■ **Work task**:
Transcribe exactly the lines that begin the material and continue through the line containing "validating a workflow.". Leave out whatever follows.
■ ■ ■
//! Workflow Validation
//!
//! Resolves the task graph once, before execution:
//! - Task field validation
//! - Reference integrity (every edge names an existing task)
//! - Branch arm resolution (every outcome maps to a declared downstream
//!   task, every downstream of a branch is covered by exactly one arm)
//! - Cycle detection and topological sorting

use std::collections::{HashMap, HashSet, VecDeque};

use log::{debug, info, warn};
use thiserror::Error;

use super::model::{Task, Workflow};

/// Errors produced while building or validating a workflow.
#[derive(Debug, Clone, Error, PartialEq, Eq)]
pub enum WorkflowError {
    #[error("workflow '{0}' has no tasks")]
    EmptyWorkflow(String),

    #[error("duplicate task id: '{0}'")]
    DuplicateTaskId(String),

    #[error("task has empty or whitespace-only id")]
    EmptyTaskId,

    #[error("unknown task: '{0}'")]
    UnknownTask(String),

    #[error("task '{task}' references unknown task '{reference}'")]
    UnknownReference { task: String, reference: String },

    #[error("branch '{task}': outcome '{outcome}' targets '{target}', which is not a downstream task")]
    ArmTargetNotDownstream {
        task: String,
        outcome: String,
        target: String,
    },

    #[error("branch '{task}': downstream task '{target}' is not covered by any outcome")]
    UncoveredBranchTarget { task: String, target: String },

    #[error("branch '{task}': outcome '{outcome}' is declared more than once")]
    DuplicateOutcome { task: String, outcome: String },

    #[error("branch '{task}' declares no outcomes")]
    EmptyBranch { task: String },

    #[error("workflow contains a dependency cycle")]
    CyclicDependency,
}

/// Validates the entire workflow structure.
///
/// Performs the following checks:
/// 1. Workflow is not empty
/// 2. No duplicate or empty task IDs
/// 3. All edge references point to existing tasks
/// 4. Branch arms resolve to declared downstream tasks, exactly one arm
///    per downstream task
/// 5. No cyclic dependencies
///
/// On success, the tasks are reordered in topological order, so iteration
/// over `workflow.tasks` visits dependencies before dependents.
pub fn validate_workflow(workflow: &mut Workflow) -> Result<(), WorkflowError> {
    info!(
        "Validating workflow '{}' with {} tasks",
        workflow.name,
        workflow.tasks.len()
    );

    if workflow.tasks.is_empty() {
        return Err(WorkflowError::EmptyWorkflow(workflow.name.clone()));
    }

    let mut seen_ids: HashSet<&str> = HashSet::new();
    for task in &workflow.tasks {
        if task.id.trim().is_empty() {
            return Err(WorkflowError::EmptyTaskId);
        }
        if !seen_ids.insert(task.id.as_str()) {
            return Err(WorkflowError::DuplicateTaskId(task.id.clone()));
        }
    }

    for task in &workflow.tasks {
        validate_edges(task, &seen_ids)?;
        validate_branch(task)?;
    }

    check_edge_consistency(workflow);
    topological_sort(workflow)?;

    info!(
        "Workflow '{}' validated: {} tasks, {} roots, {} leaves",
        workflow.name,
        workflow.tasks.len(),
        workflow.root_tasks().len(),
        workflow.leaf_tasks().len()
    );
    Ok(())
}

/// Checks that a task's edges reference existing tasks.
fn validate_edges(task: &Task, ids: &HashSet<&str>) -> Result<(), WorkflowError> {
    for reference in task.upstream.iter().chain(task.downstream.iter()) {
        if !ids.contains(reference.as_str()) {
            return Err(WorkflowError::UnknownReference {
                task: task.id.clone(),
                reference: reference.clone(),
            });
        }
    }

    if task.upstream.is_empty() {
        debug!("Task '{}' is a root task (no dependencies)", task.id);
    }
    if task.downstream.is_empty() {
        debug!("Task '{}' is a leaf task (nothing depends on it)", task.id);
    }

    Ok(())
}

/// Resolves a branch task's arms against its downstream edges.
///
/// Every arm must target a declared downstream task and every downstream
/// task must be reachable through exactly one outcome. This is what makes
/// the run-time dispatch total: a decided outcome either maps to a wired
/// successor or the branch could not have been constructed.
fn validate_branch(task: &Task) -> Result<(), WorkflowError> {
    let Some(arms) = task.branch_arms() else {
        return Ok(());
    };

    if arms.is_empty() {
        return Err(WorkflowError::EmptyBranch {
            task: task.id.clone(),
        });
    }

    let mut covered: HashSet<&str> = HashSet::new();
    let mut outcomes: HashSet<&str> = HashSet::new();

    for arm in arms {
        if !outcomes.insert(arm.outcome.as_str()) {
            return Err(WorkflowError::DuplicateOutcome {
                task: task.id.clone(),
                outcome: arm.outcome.as_str().to_string(),
            });
        }

        if !task.downstream.iter().any(|d| d == &arm.target) {
            return Err(WorkflowError::ArmTargetNotDownstream {
                task: task.id.clone(),
                outcome: arm.outcome.as_str().to_string(),
                target: arm.target.clone(),
            });
        }

        covered.insert(arm.target.as_str());
    }

    for target in &task.downstream {
        if !covered.contains(target.as_str()) {
            return Err(WorkflowError::UncoveredBranchTarget {
                task: task.id.clone(),
                target: target.clone(),
            });
        }
    }

    Ok(())
}

/// Warns about one-sided edges.
///
/// `Workflow::set_downstream` keeps both lists in sync; hand-built tasks
/// may not, which still executes but hides edges from one direction.
fn check_edge_consistency(workflow: &Workflow) {
    for task in &workflow.tasks {
        for down_id in &task.downstream {
            if let Some(down) = workflow.get_task(down_id) {
                if !down.upstream.iter().any(|u| u == &task.id) {
                    warn!(
                        "Inconsistent edge: {} -> {} but {} does not list {} as upstream",
                        task.id, down_id, down_id, task.id
                    );
                }
            }
        }
    }
}

/// Performs topological sort on the tasks using Kahn's algorithm.
///
/// Orders tasks so dependencies come before dependents; detects cycles.
fn topological_sort(workflow: &mut Workflow) -> Result<(), WorkflowError> {
    let mut in_degree: HashMap<String, usize> = HashMap::new();
    for task in &workflow.tasks {
        in_degree.insert(task.id.clone(), task.upstream.len());
    }

    let mut queue: VecDeque<String> = workflow
        .tasks
        .iter()
        .filter(|t| t.upstream.is_empty())
        .map(|t| t.id.clone())
        .collect();

    let mut sorted_order: Vec<String> = Vec::new();

    while let Some(current_id) = queue.pop_front() {
        sorted_order.push(current_id.clone());

        let successors: Vec<String> = workflow
            .get_task(&current_id)
            .map(|t| t.downstream.clone())
            .unwrap_or_default();

        for successor_id in successors {
            if let Some(degree) = in_degree.get_mut(&successor_id) {
                *degree = degree.saturating_sub(1);
                if *degree == 0 {
                    queue.push_back(successor_id);
                }
            }
        }
    }

    if sorted_order.len() != workflow.tasks.len() {
        return Err(WorkflowError::CyclicDependency);
    }

    let mut task_map: HashMap<String, Task> = workflow
        .tasks
        .drain(..)
        .map(|t| (t.id.clone(), t))
        .collect();

    workflow.tasks = sorted_order
        .into_iter()
        .filter_map(|id| task_map.remove(&id))
        .collect();

    debug!(
        "Topological order: {:?}",
        workflow.tasks.iter().map(|t| &t.id).collect::<Vec<_>>()
    );

    Ok(())
}
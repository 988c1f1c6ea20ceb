//! Account quota reported by the proxy.

use serde::{Deserialize, Serialize};

/// Remaining generation credits for the upstream account.
#[derive(Debug, Clone, Serialize, Deserialize)]
pub struct QuotaInfo {
    pub credits_left: i64,
    #[serde(default)]
    pub period: Option<String>,
    pub monthly_limit: i64,
    pub monthly_usage: i64,
}
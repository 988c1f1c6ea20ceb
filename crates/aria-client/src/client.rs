//! HTTP client for the generation proxy.

use std::time::Duration;

use reqwest::Client;
use serde::de::DeserializeOwned;
use tracing::debug;

use aria_models::{Clip, CustomGenerateRequest, GenerateRequest, QuotaInfo};

use crate::error::{AriaError, AriaResult};
use crate::poller::ClipSource;

/// Configuration for the proxy client.
#[derive(Debug, Clone)]
pub struct AriaClientConfig {
    /// Base URL of the proxy
    pub base_url: String,
    /// Opaque session credential, forwarded verbatim as the `Cookie`
    /// header on every request. Never parsed by this client.
    pub cookie: String,
    /// Request timeout
    pub timeout: Duration,
}

impl Default for AriaClientConfig {
    fn default() -> Self {
        Self {
            base_url: "http://localhost:3000".to_string(),
            cookie: String::new(),
            // Generation submissions can block server-side when the proxy
            // waits for audio, so the budget is generous.
            timeout: Duration::from_secs(300),
        }
    }
}

impl AriaClientConfig {
    /// Create config from environment variables.
    ///
    /// `ARIA_COOKIE` is required; `ARIA_API_URL` and `ARIA_TIMEOUT`
    /// (seconds) fall back to defaults.
    pub fn from_env() -> AriaResult<Self> {
        let cookie = std::env::var("ARIA_COOKIE")
            .map_err(|_| AriaError::Config("ARIA_COOKIE not set".to_string()))?;

        Ok(Self {
            base_url: std::env::var("ARIA_API_URL")
                .unwrap_or_else(|_| "http://localhost:3000".to_string()),
            cookie,
            timeout: Duration::from_secs(
                std::env::var("ARIA_TIMEOUT")
                    .ok()
                    .and_then(|s| s.parse().ok())
                    .unwrap_or(300),
            ),
        })
    }
}

/// Client for the music-generation proxy.
pub struct AriaClient {
    http: Client,
    config: AriaClientConfig,
}

impl AriaClient {
    /// Create a new client.
    pub fn new(config: AriaClientConfig) -> AriaResult<Self> {
        let http = Client::builder()
            .timeout(config.timeout)
            .build()
            .map_err(AriaError::Network)?;

        Ok(Self { http, config })
    }

    /// Create from environment variables.
    pub fn from_env() -> AriaResult<Self> {
        Self::new(AriaClientConfig::from_env()?)
    }

    /// Submit a description-mode generation. Returns the created clip batch.
    pub async fn generate(&self, request: &GenerateRequest) -> AriaResult<Vec<Clip>> {
        let url = format!("{}/api/generate", self.config.base_url);
        debug!("Submitting generation request to {}", url);

        let response = self
            .http
            .post(&url)
            .header(reqwest::header::COOKIE, &self.config.cookie)
            .json(request)
            .send()
            .await?;

        Self::decode(response).await
    }

    /// Submit a custom-mode generation with caller-authored lyrics.
    pub async fn custom_generate(&self, request: &CustomGenerateRequest) -> AriaResult<Vec<Clip>> {
        let url = format!("{}/api/custom_generate", self.config.base_url);
        debug!("Submitting custom generation request to {}", url);

        let response = self
            .http
            .post(&url)
            .header(reqwest::header::COOKIE, &self.config.cookie)
            .json(request)
            .send()
            .await?;

        Self::decode(response).await
    }

    /// Fetch the current records for a set of clip ids.
    pub async fn get_clips(&self, ids: &[String]) -> AriaResult<Vec<Clip>> {
        let url = format!("{}/api/get", self.config.base_url);

        let response = self
            .http
            .get(&url)
            .query(&[("ids", ids.join(","))])
            .header(reqwest::header::COOKIE, &self.config.cookie)
            .send()
            .await?;

        Self::decode(response).await
    }

    /// Fetch remaining generation credits for the upstream account.
    pub async fn get_quota(&self) -> AriaResult<QuotaInfo> {
        let url = format!("{}/api/get_limit", self.config.base_url);

        let response = self
            .http
            .get(&url)
            .header(reqwest::header::COOKIE, &self.config.cookie)
            .send()
            .await?;

        Self::decode(response).await
    }

    /// Concatenate a clip's extensions into a whole song.
    pub async fn concat(&self, clip_id: &str) -> AriaResult<Clip> {
        let url = format!("{}/api/concat", self.config.base_url);

        let response = self
            .http
            .post(&url)
            .header(reqwest::header::COOKIE, &self.config.cookie)
            .json(&serde_json::json!({ "clip_id": clip_id }))
            .send()
            .await?;

        Self::decode(response).await
    }

    /// Map a proxy response to a typed value.
    ///
    /// Non-2xx responses carry their body text in the error; a 2xx body
    /// that is not valid JSON is a decode error, which callers treat as
    /// fatal rather than retryable.
    async fn decode<T: DeserializeOwned>(response: reqwest::Response) -> AriaResult<T> {
        let status = response.status();
        if !status.is_success() {
            let body = response.text().await.unwrap_or_default();
            return Err(AriaError::RequestFailed { status, body });
        }

        let body = response.text().await?;
        Ok(serde_json::from_str(&body)?)
    }
}

impl ClipSource for AriaClient {
    async fn fetch_clips(&self, ids: &[String]) -> AriaResult<Vec<Clip>> {
        self.get_clips(ids).await
    }
}

#[cfg(test)]
mod tests {
    use super::*;

    #[test]
    fn test_config_defaults() {
        let config = AriaClientConfig::default();
        assert_eq!(config.base_url, "http://localhost:3000");
        assert_eq!(config.timeout, Duration::from_secs(300));
        assert!(config.cookie.is_empty());
    }
}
■ ■ ■
■ **Final answer**:
//! Workflow Validation
//!
//! Resolves the task graph once, before execution:
//! - Task field validation
//! - Reference integrity (every edge names an existing task)
//! - Branch arm resolution (every outcome maps to a declared downstream
//!   task, every downstream of a branch is covered by exactly one arm)
//! - Cycle detection and topological sorting

use std::collections::{HashMap, HashSet, VecDeque};

use log::{debug, info, warn};
use thiserror::Error;

use super::model::{Task, Workflow};

/// Errors produced while building or validating a workflow.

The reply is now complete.